> [Prompt]:
Using the records below, give again exactly the lines from the line that contains "fn full(bytes: impl" through the line that contains "if let Err(err)", both ends included, and only those.

□ □ □ □ □ □ □

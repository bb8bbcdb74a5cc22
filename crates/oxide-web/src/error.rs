//! Error types for registration, request parsing and handler signalling.

use std::fmt;

use thiserror::Error;

use crate::status::status_line;

/// Configuration and registration errors.
#[derive(Debug, Error)]
pub enum WebError {
    /// A path template could not be compiled.
    #[error("invalid path template {template:?}: {reason}")]
    InvalidTemplate { template: String, reason: String },

    /// A route asked for a method the dispatcher does not serve.
    #[error("unsupported method {method} for route {template}")]
    UnsupportedMethod { method: String, template: String },

    /// A route definition was registered without a handler.
    #[error("route {0} has no handler")]
    MissingHandler(String),

    /// Routes cannot change once requests are being dispatched.
    #[error("cannot register routes after serving has started")]
    AlreadyServing,

    /// A status code or status line was rejected.
    #[error("bad response status: {0}")]
    InvalidStatus(String),
}

/// Result type alias for configuration operations.
pub type Result<T> = std::result::Result<T, WebError>;

/// Errors raised while reading the request body or parsing its input.
#[derive(Debug, Error)]
pub enum RequestError {
    /// The body could not be read from the gateway.
    #[error("failed to read request body: {0}")]
    Io(#[from] std::io::Error),

    /// The body did not match its declared content type.
    #[error("malformed request body: {0}")]
    Malformed(String),
}

/// A non-2xx outcome signalled by a handler.
#[derive(Debug, Clone, PartialEq, Eq)]
pub struct HttpError {
    code: u16,
    headers: Vec<(String, String)>,
}

impl HttpError {
    /// Creates an error for the given status code.
    pub fn new(code: u16) -> Self {
        Self {
            code,
            headers: Vec::new(),
        }
    }

    /// Adds a header to be sent along with the error response.
    #[must_use]
    pub fn header(mut self, name: impl Into<String>, value: impl Into<String>) -> Self {
        self.headers.push((name.into(), value.into()));
        self
    }

    /// Returns the numeric status code.
    pub fn code(&self) -> u16 {
        self.code
    }

    /// Returns the status line, e.g. `404 Not Found`.
    pub fn status(&self) -> String {
        status_line(self.code)
    }

    /// Returns the extra headers attached to this error.
    pub fn headers(&self) -> &[(String, String)] {
        &self.headers
    }
}

/// A redirect signalled by a handler.
#[derive(Debug, Clone, PartialEq, Eq)]
pub struct Redirect {
    code: u16,
    location: String,
}

impl Redirect {
    /// Creates a redirect with an explicit 3xx code.
    pub fn new(code: u16, location: impl Into<String>) -> Self {
        Self {
            code,
            location: location.into(),
        }
    }

    /// Returns the numeric status code.
    pub fn code(&self) -> u16 {
        self.code
    }

    /// Returns the status line, e.g. `302 Found`.
    pub fn status(&self) -> String {
        status_line(self.code)
    }

    /// Returns the redirect target.
    pub fn location(&self) -> &str {
        &self.location
    }
}

impl fmt::Display for HttpError {
    fn fmt(&self, f: &mut fmt::Formatter<'_>) -> fmt::Result {
        f.write_str(&self.status())
    }
}

impl std::error::Error for HttpError {}

impl fmt::Display for Redirect {
    fn fmt(&self, f: &mut fmt::Formatter<'_>) -> fmt::Result {
        write!(f, "{}, {}", self.status(), self.location)
    }
}

impl std::error::Error for Redirect {}

/// The error channel of a handler.
///
/// `Http` and `Redirect` are ordinary outcomes resolved by the dispatcher;
/// `Fault` is an unexpected failure reported as a 500.
#[derive(Debug, Error)]
pub enum HandlerError {
    /// Respond with an error status.
    #[error(transparent)]
    Http(#[from] HttpError),

    /// Respond with a redirect.
    #[error(transparent)]
    Redirect(#[from] Redirect),

    /// Any other failure.
    #[error(transparent)]
    Fault(#[from] anyhow::Error),
}

impl From<RequestError> for HandlerError {
    fn from(err: RequestError) -> Self {
        match err {
            RequestError::Malformed(_) => Self::Http(HttpError::new(400)),
            RequestError::Io(e) => Self::Fault(e.into()),
        }
    }
}

impl From<WebError> for HandlerError {
    fn from(err: WebError) -> Self {
        Self::Fault(err.into())
    }
}

/// Result type returned by handlers.
pub type HandlerResult<T> = std::result::Result<T, HandlerError>;

/// 400 Bad Request.
pub fn bad_request() -> HandlerError {
    HttpError::new(400).into()
}

/// 401 Unauthorized.
pub fn unauthorized() -> HandlerError {
    HttpError::new(401).into()
}

/// 403 Forbidden.
pub fn forbidden() -> HandlerError {
    HttpError::new(403).into()
}

/// 404 Not Found.
pub fn not_found() -> HandlerError {
    HttpError::new(404).into()
}

/// 409 Conflict.
pub fn conflict() -> HandlerError {
    HttpError::new(409).into()
}

/// 500 Internal Server Error.
pub fn internal_error() -> HandlerError {
    HttpError::new(500).into()
}

/// 301 Moved Permanently.
pub fn redirect(location: impl Into<String>) -> HandlerError {
    Redirect::new(301, location).into()
}

/// 302 Found.
pub fn found(location: impl Into<String>) -> HandlerError {
    Redirect::new(302, location).into()
}

/// 303 See Other.
pub fn see_other(location: impl Into<String>) -> HandlerError {
    Redirect::new(303, location).into()
}
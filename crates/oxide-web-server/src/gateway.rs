//! Bridges hyper connections to the synchronous application.

use std::convert::Infallible;
use std::io;
use std::net::SocketAddr;
use std::sync::Arc;
use std::time::{Duration, Instant};

use futures_util::StreamExt;
use http_body_util::combinators::BoxBody;
use http_body_util::{BodyExt, Full, StreamBody};
use hyper::body::{Bytes, Frame, Incoming};
use hyper::header::{HeaderName, HeaderValue};
use hyper::http::request::Parts;
use hyper::{Request as HyperRequest, Response as HyperResponse, StatusCode};
use tokio::sync::mpsc;
use tokio_stream::wrappers::ReceiverStream;
use tracing::{debug, error, info, warn};

use oxide_web::{App, Body, Environ, GatewayResponse};

/// Body of responses handed to hyper.
pub type ResponseBody = BoxBody<Bytes, io::Error>;

/// Chunks buffered between the file reader and the connection.
const STREAM_BUFFER: usize = 4;

/// Builds the gateway environment for a request whose body has been read.
pub fn environ(parts: &Parts, body: Vec<u8>, remote: SocketAddr) -> Environ {
    let mut environ = Environ::new(parts.method.as_str(), parts.uri.path())
        .query(parts.uri.query().unwrap_or(""))
        .remote_addr(remote.ip().to_string())
        .var("SERVER_PROTOCOL", format!("{:?}", parts.version));

    for (name, value) in &parts.headers {
        match value.to_str() {
            Ok(value) => environ = environ.header(name.as_str(), value),
            Err(_) => debug!(header = %name, "Skipping non-ASCII header"),
        }
    }

    if body.is_empty() {
        environ
    } else {
        environ.body(body)
    }
}

/// Converts the application's answer into a hyper response.
///
/// Headers hyper rejects are dropped with a warning. Status lines with an
/// unparsable code become 500.
pub fn into_hyper(
    status: &str,
    headers: Vec<(String, String)>,
    body: ResponseBody,
) -> HyperResponse<ResponseBody> {
    let code = status
        .get(..3)
        .and_then(|code| code.parse::<u16>().ok())
        .and_then(|code| StatusCode::from_u16(code).ok())
        .unwrap_or(StatusCode::INTERNAL_SERVER_ERROR);

    let mut response = HyperResponse::new(body);
    *response.status_mut() = code;
    for (name, value) in &headers {
        let (Ok(header), Ok(value)) = (
            HeaderName::try_from(name.as_str()),
            HeaderValue::try_from(value.as_str()),
        ) else {
            warn!(header = %name, "Dropping invalid response header");
            continue;
        };
        response.headers_mut().append(header, value);
    }
    response
}

fn full(bytes: impl Into<Bytes>) -> ResponseBody {
    Full::new(bytes.into()).map_err(|never| match never {}).boxed()
}

/// Converts an engine body into a hyper body.
///
/// Buffered bodies are sent as one frame. File bodies are read on the
/// blocking pool and forwarded one chunk per frame.
pub fn response_body(body: Body) -> ResponseBody {
    match body {
        Body::Bytes(bytes) => full(bytes),
        body @ Body::File(_) => {
            let (tx, rx) = mpsc::channel::<io::Result<Bytes>>(STREAM_BUFFER);
            tokio::task::spawn_blocking(move || {
                for chunk in body.chunks() {
                    let failed = chunk.is_err();
                    if let Err(err) = &chunk {
                        warn!(error = %err, "Failed to read file body");
                    }
                    if tx.blocking_send(chunk.map(Bytes::from)).is_err() || failed {
                        break;
                    }
                }
            });
            let frames = ReceiverStream::new(rx).map(|chunk| chunk.map(Frame::data));
            BodyExt::boxed(StreamBody::new(frames))
        }
    }
}

fn failure(status: StatusCode) -> HyperResponse<ResponseBody> {
    let mut response = HyperResponse::new(full(Bytes::new()));
    *response.status_mut() = status;
    response
}

/// Serves one hyper request with `app`.
///
/// The application runs on the blocking pool. File bodies are streamed
/// from there after the headers are sent.
pub async fn handle_request(
    req: HyperRequest<Incoming>,
    app: Arc<App>,
    remote: SocketAddr,
) -> Result<HyperResponse<ResponseBody>, Infallible> {
    let started = Instant::now();
    let (parts, body) = req.into_parts();
    let body = match body.collect().await {
        Ok(collected) => collected.to_bytes(),
        Err(err) => {
            warn!(error = %err, "Failed to read request body");
            return Ok(failure(StatusCode::BAD_REQUEST));
        }
    };

    let method = parts.method.clone();
    let path = parts.uri.path().to_string();
    let environ = environ(&parts, body.to_vec(), remote);

    let outcome = tokio::task::spawn_blocking(move || app.call(environ)).await;

    let response = match outcome {
        Ok(GatewayResponse {
            status,
            headers,
            body,
        }) => {
            info!(
                %method,
                %path,
                %status,
                elapsed_ms = started.elapsed().as_millis(),
                "Request served"
            );
            into_hyper(&status, headers, response_body(body))
        }
        Err(err) => {
            error!(%method, %path, error = %err, "Dispatch task failed");
            failure(StatusCode::INTERNAL_SERVER_ERROR)
        }
    };
    Ok(response)
}

/// Periodically drops idle sessions.
pub async fn sweep_sessions(app: Arc<App>, every: Duration) {
    let mut interval = tokio::time::interval(every);
    interval.tick().await;
    loop {
        interval.tick().await;
        let removed = app.sessions().clear_expired();
        if removed > 0 {
            info!(removed, remaining = app.sessions().len(), "Expired sessions cleared");
        }
    }
}
//! In-memory sessions keyed by the `sessionid` cookie.

use std::collections::HashMap;
use std::sync::{Arc, Mutex, MutexGuard, PoisonError};
use std::time::{Duration, Instant};

use serde::de::DeserializeOwned;
use serde::Serialize;
use serde_json::Value;
use tracing::debug;
use uuid::Uuid;

/// Name of the cookie carrying the session identifier.
pub const SESSION_COOKIE: &str = "sessionid";

/// Default idle lifetime of a session (2 weeks).
pub const DEFAULT_MAX_IDLE: Duration = Duration::from_secs(14 * 24 * 60 * 60);

/// Generates a new opaque session identifier.
pub fn new_session_id() -> String {
    Uuid::new_v4().simple().to_string()
}

fn lock<T>(mutex: &Mutex<T>) -> MutexGuard<'_, T> {
    mutex.lock().unwrap_or_else(PoisonError::into_inner)
}

#[derive(Debug)]
struct SessionInner {
    id: String,
    data: Mutex<HashMap<String, Value>>,
}

/// A server-side attribute bag shared by all requests presenting the same
/// session cookie.
///
/// Cloning is cheap; clones refer to the same underlying bag.
#[derive(Debug, Clone)]
pub struct Session {
    inner: Arc<SessionInner>,
}

impl Session {
    fn new(id: &str) -> Self {
        Self {
            inner: Arc::new(SessionInner {
                id: id.to_string(),
                data: Mutex::new(HashMap::new()),
            }),
        }
    }

    /// Returns the session identifier.
    pub fn id(&self) -> &str {
        &self.inner.id
    }

    /// Gets a value, deserialized into `T`.
    pub fn get<T: DeserializeOwned>(&self, key: &str) -> Option<T> {
        self.get_value(key)
            .and_then(|v| serde_json::from_value(v).ok())
    }

    /// Gets the raw JSON value stored under `key`.
    pub fn get_value(&self, key: &str) -> Option<Value> {
        lock(&self.inner.data).get(key).cloned()
    }

    /// Stores a value, replacing any previous one.
    ///
    /// Values that cannot be represented as JSON are ignored.
    pub fn set<T: Serialize>(&self, key: impl Into<String>, value: T) {
        if let Ok(value) = serde_json::to_value(value) {
            lock(&self.inner.data).insert(key.into(), value);
        }
    }

    /// Removes a value, returning it if present.
    pub fn remove(&self, key: &str) -> Option<Value> {
        lock(&self.inner.data).remove(key)
    }

    /// Returns whether `key` is present.
    pub fn contains(&self, key: &str) -> bool {
        lock(&self.inner.data).contains_key(key)
    }

    /// Returns the stored keys.
    pub fn keys(&self) -> Vec<String> {
        lock(&self.inner.data).keys().cloned().collect()
    }

    /// Returns whether both handles refer to the same session.
    pub fn ptr_eq(a: &Self, b: &Self) -> bool {
        Arc::ptr_eq(&a.inner, &b.inner)
    }
}

#[derive(Debug)]
struct StoredSession {
    session: Session,
    last_access: Instant,
}

/// Process-wide session storage.
///
/// Sessions live in memory only. Entries idle for longer than the
/// configured limit are discarded when looked up or swept with
/// [`SessionStore::clear_expired`].
#[derive(Debug)]
pub struct SessionStore {
    sessions: Mutex<HashMap<String, StoredSession>>,
    max_idle: Duration,
}

impl Default for SessionStore {
    fn default() -> Self {
        Self::new()
    }
}

impl SessionStore {
    /// Creates an empty store with the default idle limit.
    pub fn new() -> Self {
        Self::with_max_idle(DEFAULT_MAX_IDLE)
    }

    /// Creates an empty store with a custom idle limit.
    pub fn with_max_idle(max_idle: Duration) -> Self {
        Self {
            sessions: Mutex::new(HashMap::new()),
            max_idle,
        }
    }

    /// Returns the idle limit.
    pub fn max_idle(&self) -> Duration {
        self.max_idle
    }

    /// Looks up a live session without creating one.
    pub fn get(&self, id: &str) -> Option<Session> {
        let now = Instant::now();
        let mut sessions = lock(&self.sessions);
        let expired = match sessions.get_mut(id) {
            Some(stored) if now.duration_since(stored.last_access) <= self.max_idle => {
                stored.last_access = now;
                return Some(stored.session.clone());
            }
            Some(_) => true,
            None => false,
        };
        if expired {
            debug!(session_id = %id, "Session expired");
            sessions.remove(id);
        }
        None
    }

    /// Returns the session for `id`, creating an empty one if needed.
    ///
    /// The check and the insert happen under one lock, so concurrent
    /// callers for the same id always share a single session.
    pub fn get_or_create(&self, id: &str) -> Session {
        let now = Instant::now();
        let mut sessions = lock(&self.sessions);

        if let Some(stored) = sessions.get_mut(id) {
            if now.duration_since(stored.last_access) <= self.max_idle {
                stored.last_access = now;
                return stored.session.clone();
            }
            debug!(session_id = %id, "Session expired, starting over");
        }

        let session = Session::new(id);
        sessions.insert(
            id.to_string(),
            StoredSession {
                session: session.clone(),
                last_access: now,
            },
        );
        debug!(session_id = %id, "Session created");
        session
    }

    /// Removes a session.
    pub fn remove(&self, id: &str) -> Option<Session> {
        lock(&self.sessions).remove(id).map(|stored| stored.session)
    }

    /// Drops every session idle for longer than the limit.
    ///
    /// Returns the number of sessions removed.
    pub fn clear_expired(&self) -> usize {
        let now = Instant::now();
        let mut sessions = lock(&self.sessions);
        let before = sessions.len();
        sessions.retain(|_, stored| now.duration_since(stored.last_access) <= self.max_idle);
        before - sessions.len()
    }

    /// Returns the number of stored sessions.
    pub fn len(&self) -> usize {
        lock(&self.sessions).len()
    }

    /// Returns whether the store is empty.
    pub fn is_empty(&self) -> bool {
        lock(&self.sessions).is_empty()
    }
}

□ □ □ □ □ □ □

> [Result of the task]:
fn full(bytes: impl Into<Bytes>) -> ResponseBody {
    Full::new(bytes.into()).map_err(|never| match never {}).boxed()
}

/// Converts an engine body into a hyper body.
///
/// Buffered bodies are sent as one frame. File bodies are read on the
/// blocking pool and forwarded one chunk per frame.
pub fn response_body(body: Body) -> ResponseBody {
    match body {
        Body::Bytes(bytes) => full(bytes),
        body @ Body::File(_) => {
            let (tx, rx) = mpsc::channel::<io::Result<Bytes>>(STREAM_BUFFER);
            tokio::task::spawn_blocking(move || {
                for chunk in body.chunks() {
                    let failed = chunk.is_err();
                    if let Err(err) = &chunk {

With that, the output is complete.